[INSTRUCTIONS TO FOLLOW]
Print all entries below exactly as they appear.

___ RECORDS FOR THE TASK

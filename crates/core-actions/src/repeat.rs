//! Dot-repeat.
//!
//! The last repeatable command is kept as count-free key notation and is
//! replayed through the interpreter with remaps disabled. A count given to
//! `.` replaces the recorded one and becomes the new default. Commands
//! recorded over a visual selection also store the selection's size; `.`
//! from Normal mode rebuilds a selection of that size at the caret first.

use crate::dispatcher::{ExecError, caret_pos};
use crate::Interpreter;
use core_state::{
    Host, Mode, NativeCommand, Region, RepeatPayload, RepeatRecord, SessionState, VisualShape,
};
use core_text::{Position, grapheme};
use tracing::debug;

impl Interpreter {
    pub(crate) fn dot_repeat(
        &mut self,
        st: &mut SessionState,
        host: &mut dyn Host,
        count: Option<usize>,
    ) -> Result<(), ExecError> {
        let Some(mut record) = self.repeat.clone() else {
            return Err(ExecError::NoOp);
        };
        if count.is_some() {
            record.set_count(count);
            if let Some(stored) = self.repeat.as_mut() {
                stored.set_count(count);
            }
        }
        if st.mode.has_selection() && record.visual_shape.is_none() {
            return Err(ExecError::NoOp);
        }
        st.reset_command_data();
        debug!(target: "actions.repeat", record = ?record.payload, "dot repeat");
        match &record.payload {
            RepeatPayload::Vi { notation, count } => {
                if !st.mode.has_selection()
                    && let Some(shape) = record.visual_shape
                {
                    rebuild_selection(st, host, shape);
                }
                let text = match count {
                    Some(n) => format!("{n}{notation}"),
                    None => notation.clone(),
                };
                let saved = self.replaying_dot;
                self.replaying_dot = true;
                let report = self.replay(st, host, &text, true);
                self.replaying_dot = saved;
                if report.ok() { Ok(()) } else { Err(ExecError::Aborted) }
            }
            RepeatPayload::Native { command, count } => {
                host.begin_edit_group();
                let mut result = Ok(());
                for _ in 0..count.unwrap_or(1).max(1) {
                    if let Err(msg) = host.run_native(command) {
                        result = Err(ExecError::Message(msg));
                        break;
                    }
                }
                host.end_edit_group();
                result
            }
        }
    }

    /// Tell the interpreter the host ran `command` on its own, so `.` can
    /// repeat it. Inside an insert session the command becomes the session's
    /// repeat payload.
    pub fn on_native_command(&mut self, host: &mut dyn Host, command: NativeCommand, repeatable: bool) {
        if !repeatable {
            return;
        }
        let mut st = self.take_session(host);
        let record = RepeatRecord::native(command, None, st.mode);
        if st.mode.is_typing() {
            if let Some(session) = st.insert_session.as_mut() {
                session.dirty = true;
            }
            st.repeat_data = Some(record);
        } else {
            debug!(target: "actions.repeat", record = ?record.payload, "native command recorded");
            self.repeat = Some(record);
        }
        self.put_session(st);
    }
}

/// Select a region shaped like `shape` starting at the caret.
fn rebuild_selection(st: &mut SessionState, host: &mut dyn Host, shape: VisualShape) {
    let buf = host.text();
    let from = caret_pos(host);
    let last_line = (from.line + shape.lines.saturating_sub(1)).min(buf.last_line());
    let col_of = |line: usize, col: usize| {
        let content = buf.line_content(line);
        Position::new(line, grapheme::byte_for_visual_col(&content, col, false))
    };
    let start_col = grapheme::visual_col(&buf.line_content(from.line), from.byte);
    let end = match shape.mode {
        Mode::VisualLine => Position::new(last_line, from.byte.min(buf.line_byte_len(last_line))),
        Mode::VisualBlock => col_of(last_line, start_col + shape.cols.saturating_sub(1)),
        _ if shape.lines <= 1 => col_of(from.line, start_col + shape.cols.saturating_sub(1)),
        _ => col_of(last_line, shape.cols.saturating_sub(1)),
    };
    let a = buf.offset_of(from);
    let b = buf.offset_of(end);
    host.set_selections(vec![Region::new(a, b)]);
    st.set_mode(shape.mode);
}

______

[RESPONSE TO THIS EXERCISE]
filename crates/core-actions/src/repeat.rs
//! Dot-repeat.
//!
//! The last repeatable command is kept as count-free key notation and is
//! replayed through the interpreter with remaps disabled. A count given to
//! `.` replaces the recorded one and becomes the new default. Commands
//! recorded over a visual selection also store the selection's size; `.`
//! from Normal mode rebuilds a selection of that size at the caret first.

use crate::dispatcher::{ExecError, caret_pos};
use crate::Interpreter;
use core_state::{
    Host, Mode, NativeCommand, Region, RepeatPayload, RepeatRecord, SessionState, VisualShape,
};
use core_text::{Position, grapheme};
use tracing::debug;

impl Interpreter {
    pub(crate) fn dot_repeat(
        &mut self,
        st: &mut SessionState,
        host: &mut dyn Host,
        count: Option<usize>,
    ) -> Result<(), ExecError> {
        let Some(mut record) = self.repeat.clone() else {
            return Err(ExecError::NoOp);
        };
        if count.is_some() {
            record.set_count(count);
            if let Some(stored) = self.repeat.as_mut() {
                stored.set_count(count);
            }
        }
        if st.mode.has_selection() && record.visual_shape.is_none() {
            return Err(ExecError::NoOp);
        }
        st.reset_command_data();
        debug!(target: "actions.repeat", record = ?record.payload, "dot repeat");
        match &record.payload {
            RepeatPayload::Vi { notation, count } => {
                if !st.mode.has_selection()
                    && let Some(shape) = record.visual_shape
                {
                    rebuild_selection(st, host, shape);
                }
                let text = match count {
                    Some(n) => format!("{n}{notation}"),
                    None => notation.clone(),
                };
                let saved = self.replaying_dot;
                self.replaying_dot = true;
                let report = self.replay(st, host, &text, true);
                self.replaying_dot = saved;
                if report.ok() { Ok(()) } else { Err(ExecError::Aborted) }
            }
            RepeatPayload::Native { command, count } => {
                host.begin_edit_group();
                let mut result = Ok(());
                for _ in 0..count.unwrap_or(1).max(1) {
                    if let Err(msg) = host.run_native(command) {
                        result = Err(ExecError::Message(msg));
                        break;
                    }
                }
                host.end_edit_group();
                result
            }
        }
    }

    /// Tell the interpreter the host ran `command` on its own, so `.` can
    /// repeat it. Inside an insert session the command becomes the session's
    /// repeat payload.
    pub fn on_native_command(&mut self, host: &mut dyn Host, command: NativeCommand, repeatable: bool) {
        if !repeatable {
            return;
        }
        let mut st = self.take_session(host);
        let record = RepeatRecord::native(command, None, st.mode);
        if st.mode.is_typing() {
            if let Some(session) = st.insert_session.as_mut() {
                session.dirty = true;
            }
            st.repeat_data = Some(record);
        } else {
            debug!(target: "actions.repeat", record = ?record.payload, "native command recorded");
            self.repeat = Some(record);
        }
        self.put_session(st);
    }
}

/// Select a region shaped like `shape` starting at the caret.
fn rebuild_selection(st: &mut SessionState, host: &mut dyn Host, shape: VisualShape) {
    let buf = host.text();
    let from = caret_pos(host);
    let last_line = (from.line + shape.lines.saturating_sub(1)).min(buf.last_line());
    let col_of = |line: usize, col: usize| {
        let content = buf.line_content(line);
        Position::new(line, grapheme::byte_for_visual_col(&content, col, false))
    };
    let start_col = grapheme::visual_col(&buf.line_content(from.line), from.byte);
    let end = match shape.mode {
        Mode::VisualLine => Position::new(last_line, from.byte.min(buf.line_byte_len(last_line))),
        Mode::VisualBlock => col_of(last_line, start_col + shape.cols.saturating_sub(1)),
        _ if shape.lines <= 1 => col_of(from.line, start_col + shape.cols.saturating_sub(1)),
        _ => col_of(last_line, shape.cols.saturating_sub(1)),
    };
    let a = buf.offset_of(from);
    let b = buf.offset_of(end);
    host.set_selections(vec![Region::new(a, b)]);
    st.set_mode(shape.mode);
}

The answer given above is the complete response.